# Catfish



## venture (Apr 29, 2011)

I don't spend much time in this part of the forum, but I do check the new posts regularly.

I am not from the south, but I do like some preparations of catfish, and I like the price sometimes.

I will post below some info about imported catfish, mostly farm raised in foreign countries.  From what I know, the catfish growers' lobby has been successful in getting the government to forbid the name of "catfish" to be used on imported "catfish".  Money talks.

There is one of many marketing ploys at the counter that really rankles me, though.  We have stores in my area labeling imported catfish as "White Roughy".  They are obviously currying favor from the positive image of "Orange Roughy" which is a totally different fish.  The White Roughy is nothing but Swai or Basa, which are nothing but imported catfish which the importers are not allowed to call catfish.  I have seen Basa marketed as Cod which is even more dishonest.  Let the buyer beware! (Caveat Emptor)

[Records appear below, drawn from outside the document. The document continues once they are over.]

//! Action classification: one free-text quest message in, one structured
//! action record out (or nothing, when no verb matches).
//!
//! Each verb has its own detector, a small pure function from text to
//! optional fields, run in a fixed order. Records are built once,
//! immutably; detectors never stamp fields onto a shared object.

use std::fmt;

use once_cell::sync::Lazy;
use regex::Regex;
use serde::Serialize;
use tracing::warn;

use crate::chat::ChatMessage;
use crate::error::{QuestError, Result};

#[derive(Debug, Clone, Copy, PartialEq, Eq, Serialize)]
#[serde(rename_all = "lowercase")]
pub enum Verb {
    Casts,
    Attacks,
    Found,
}

impl fmt::Display for Verb {
    fn fmt(&self, f: &mut fmt::Formatter<'_>) -> fmt::Result {
        let s = match self {
            Verb::Casts => "casts",
            Verb::Attacks => "attacks",
            Verb::Found => "found",
        };
        f.write_str(s)
    }
}

/// One participant action, derived from a single chat message.
#[derive(Debug, Clone, PartialEq, Serialize)]
pub struct ActionRecord {
    pub user: String,
    pub verb: Verb,
    /// Spell name, monster name, or item name depending on the verb.
    pub target: String,
    /// Damage dealt (attacks) or item count (found).
    pub damage: Option<f64>,
    /// Collateral damage to the party, attacks only.
    pub party_damage: Option<f64>,
    /// Inherited from the source message, milliseconds since epoch.
    pub timestamp: i64,
}

// Numeric amounts always read "<n> damage" in attack messages, whether the
// clause is "for 10.5 damage" or "takes 2.1 damage".
static DAMAGE_RE: Lazy<Regex> =
    Lazy::new(|| Regex::new(r"([0-9]+(?:\.[0-9]+)?) damage").expect("damage regex"));

static FOUND_RE: Lazy<Regex> =
    Lazy::new(|| Regex::new(r"^([0-9]+(?:\.[0-9]+)?)\s+(.+?)[.!]?\s*$").expect("found regex"));

/// Classify one message. `Ok(None)` means no verb matched (the message is
/// simply not an action); `Err` means a verb matched but an expected field
/// was missing or malformed, which is a data-quality problem to surface.
///
/// Pure in the message text and timestamp; detector order only matters for
/// the degenerate case of a message matching several verbs at once, where
/// the first match wins.
pub fn classify(message: &ChatMessage) -> Result<Option<ActionRecord>> {
    let detectors: [fn(&str, i64) -> Result<Option<ActionRecord>>; 3] =
        [detect_cast, detect_attack, detect_found];

    for detect in detectors {
        if let Some(record) = detect(&message.text, message.timestamp)? {
            return Ok(Some(record));
        }
    }
    Ok(None)
}

/// Classify a whole quest window. Messages that fail field extraction are
/// logged and skipped rather than aborting the report.
pub fn classify_all(messages: &[ChatMessage]) -> Vec<ActionRecord> {
    let mut records = Vec::new();
    for message in messages {
        match classify(message) {
            Ok(Some(record)) => records.push(record),
            Ok(None) => {}
            Err(err) => warn!(text = %message.text, %err, "skipping unparseable action message"),
        }
    }
    records
}

/// Strip the service's backtick name formatting and surrounding space.
fn clean_user(raw: &str) -> String {
    raw.replace('`', "").trim().to_string()
}

fn detect_cast(text: &str, timestamp: i64) -> Result<Option<ActionRecord>> {
    let Some(idx) = text.find(" casts ") else {
        return Ok(None);
    };
    let user = clean_user(&text[..idx]);
    let mut target = &text[idx + " casts ".len()..];

    // Party-wide buffs read "casts X for the party.", targeted buffs
    // "casts X on Y."; the spell name is whatever precedes either cut.
    if let Some(cut) = target.find(" for the party.") {
        target = &target[..cut];
    }
    if let Some(cut) = target.find(" on ") {
        target = &target[..cut];
    }
    let target = target.trim_end_matches(['.', '!']).trim();

    if user.is_empty() || target.is_empty() {
        return Err(QuestError::message_parse(text, "cast missing user or spell name"));
    }

    Ok(Some(ActionRecord {
        user,
        verb: Verb::Casts,
        target: target.to_string(),
        damage: None,
        party_damage: None,
        timestamp,
    }))
}

fn detect_attack(text: &str, timestamp: i64) -> Result<Option<ActionRecord>> {
    let Some(idx) = text.find(" attacks ") else {
        return Ok(None);
    };
    let user = clean_user(&text[..idx]);
    let rest = &text[idx + " attacks ".len()..];

    let target = match rest.find(" for") {
        Some(cut) => rest[..cut].trim(),
        None => return Err(QuestError::message_parse(text, "attack missing damage clause")),
    };

    let mut amounts = DAMAGE_RE
        .captures_iter(rest)
        .filter_map(|c| c.get(1)?.as_str().parse::<f64>().ok());
    let damage = amounts
        .next()
        .ok_or_else(|| QuestError::message_parse(text, "attack missing damage amount"))?;
    let party_damage = amounts.next();

    if user.is_empty() || target.is_empty() {
        return Err(QuestError::message_parse(text, "attack missing user or target"));
    }

    Ok(Some(ActionRecord {
        user,
        verb: Verb::Attacks,
        target: target.to_string(),
        damage: Some(damage),
        party_damage,
        timestamp,
    }))
}

fn detect_found(text: &str, timestamp: i64) -> Result<Option<ActionRecord>> {
    let Some(idx) = text.find(" found ") else {
        return Ok(None);
    };
    let user = clean_user(&text[..idx]);
    let rest = &text[idx + " found ".len()..];

    let caps = FOUND_RE
        .captures(rest)
        .ok_or_else(|| QuestError::message_parse(text, "found missing item count"))?;
    let count: f64 = caps[1]
        .parse()
        .map_err(|_| QuestError::message_parse(text, "found count not numeric"))?;
    let item = caps[2].trim().to_string();

    if user.is_empty() || item.is_empty() {
        return Err(QuestError::message_parse(text, "found missing user or item name"));
    }

    Ok(Some(ActionRecord {
        user,
        verb: Verb::Found,
        target: item,
        damage: Some(count),
        party_damage: None,
        timestamp,
    }))
}

#[cfg(test)]
mod tests {
    use super::*;

    fn classify_text(text: &str) -> Result<Option<ActionRecord>> {
        classify(&ChatMessage::system(text, 1_000))
    }

    #[test]
    fn test_attack_with_party_damage() {
        let record = classify_text(
            "`Alice` attacks Dragon for 10.5 damage and the party takes 2.1 damage.",
        )
        .unwrap()
        .unwrap();
        assert_eq!(record.user, "Alice");
        assert_eq!(record.verb, Verb::Attacks);
        assert_eq!(record.target, "Dragon");
        assert_eq!(record.damage, Some(10.5));
        assert_eq!(record.party_damage, Some(2.1));
        assert_eq!(record.timestamp, 1_000);
    }

    #[test]
    fn test_attack_without_party_damage() {
        let record = classify_text("`Bob` attacks Rat for 3.0 damage.")
            .unwrap()
            .unwrap();
        assert_eq!(record.damage, Some(3.0));
        assert_eq!(record.party_damage, None);
    }

    #[test]
    fn test_targeted_cast() {
        let record = classify_text("`Bob` casts Blessing on the party.")
            .unwrap()
            .unwrap();
        assert_eq!(record.user, "Bob");
        assert_eq!(record.verb, Verb::Casts);
        assert_eq!(record.target, "Blessing");
        assert_eq!(record.damage, None);
    }

    #[test]
    fn test_party_wide_cast() {
        let record = classify_text("`Cara` casts Protective Aura for the party.")
            .unwrap()
            .unwrap();
        assert_eq!(record.target, "Protective Aura");
    }

    #[test]
    fn test_found_items() {
        let record = classify_text("`Dave` found 3 Healing Potions.")
            .unwrap()
            .unwrap();
        assert_eq!(record.user, "Dave");
        assert_eq!(record.verb, Verb::Found);
        assert_eq!(record.damage, Some(3.0));
        assert_eq!(record.target, "Healing Potions");
    }

    #[test]
    fn test_non_action_message_yields_nothing() {
        assert!(classify_text("gg everyone, great quest").unwrap().is_none());
        assert!(classify_text("Your Quest, Dragon Hunt, has Started!")
            .unwrap()
            .is_none());
    }

    #[test]
    fn test_malformed_attack_is_a_parse_error() {
        let err = classify_text("`Alice` attacks Dragon very hard").unwrap_err();
        assert!(matches!(err, QuestError::MessageParse { .. }));
    }

    #[test]
    fn test_malformed_found_is_a_parse_error() {
        let err = classify_text("`Alice` found some things maybe").unwrap_err();
        assert!(matches!(err, QuestError::MessageParse { .. }));
    }

    #[test]
    fn test_classify_is_deterministic() {
        let a = classify_text("`Alice` attacks Dragon for 10.0 damage.").unwrap();
        let b = classify_text("`Alice` attacks Dragon for 10.0 damage.").unwrap();
        assert_eq!(a, b);
    }

    #[test]
    fn test_classify_all_skips_bad_messages() {
        let messages = vec![
            ChatMessage::system("`Alice` attacks Dragon for 10.0 damage.", 1),
            ChatMessage::system("`Bob` attacks Dragon very hard", 2),
            ChatMessage::system("`Cara` casts Blessing on the party.", 3),
        ];
        let records = classify_all(&messages);
        assert_eq!(records.len(), 2);
        assert_eq!(records[0].user, "Alice");
        assert_eq!(records[1].user, "Cara");
    }
}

From Wikipedia for whatever you think that is worth:

Vietnamese catfish cannot be legally marketed as catfish in the US, and is subsequently referred to as swai or basa [sup][23][/sup]

If this information has been posted before I apologize.

Good luck and good smoking!


----------



## meateater (Apr 29, 2011)

Great post, luckily in Nevada the stores are required to say where and what. Most say farmed raised Chile or China neither of which I would eat if starving to death, if it doesn't say wild caught I don't buy it. As far as catfish I harvest them locally.


----------



## richoso1 (Apr 29, 2011)

Venture said:


> I don't spend much time in this part of the forum, but I do check the new posts regularly.
> 
> I am not from the south, but I do like some preparations of catfish, and I like the price sometimes.
> 
> ...


If you have ever tasted swai or basa, regardless of how it was prepped/cooked, you would never consider calling it catfish. For about the same price as swai or basa in Cali, I'll buy tilapia. Thanks for the informative post. It's all good my friend.


----------



## SmokinAl (Apr 30, 2011)

We get local catfish around here. They are in all the lakes in this county. See my avatar.

OOps, changed my avatar.


----------



## 2salty (Nov 28, 2011)

meateater said:


> Great post, luckily in Nevada the stores are required to say where and what. Most say farmed raised Chile or China neither of which I would eat if starving to death, if it doesn't say wild caught I don't buy it. As far as catfish I harvest them locally.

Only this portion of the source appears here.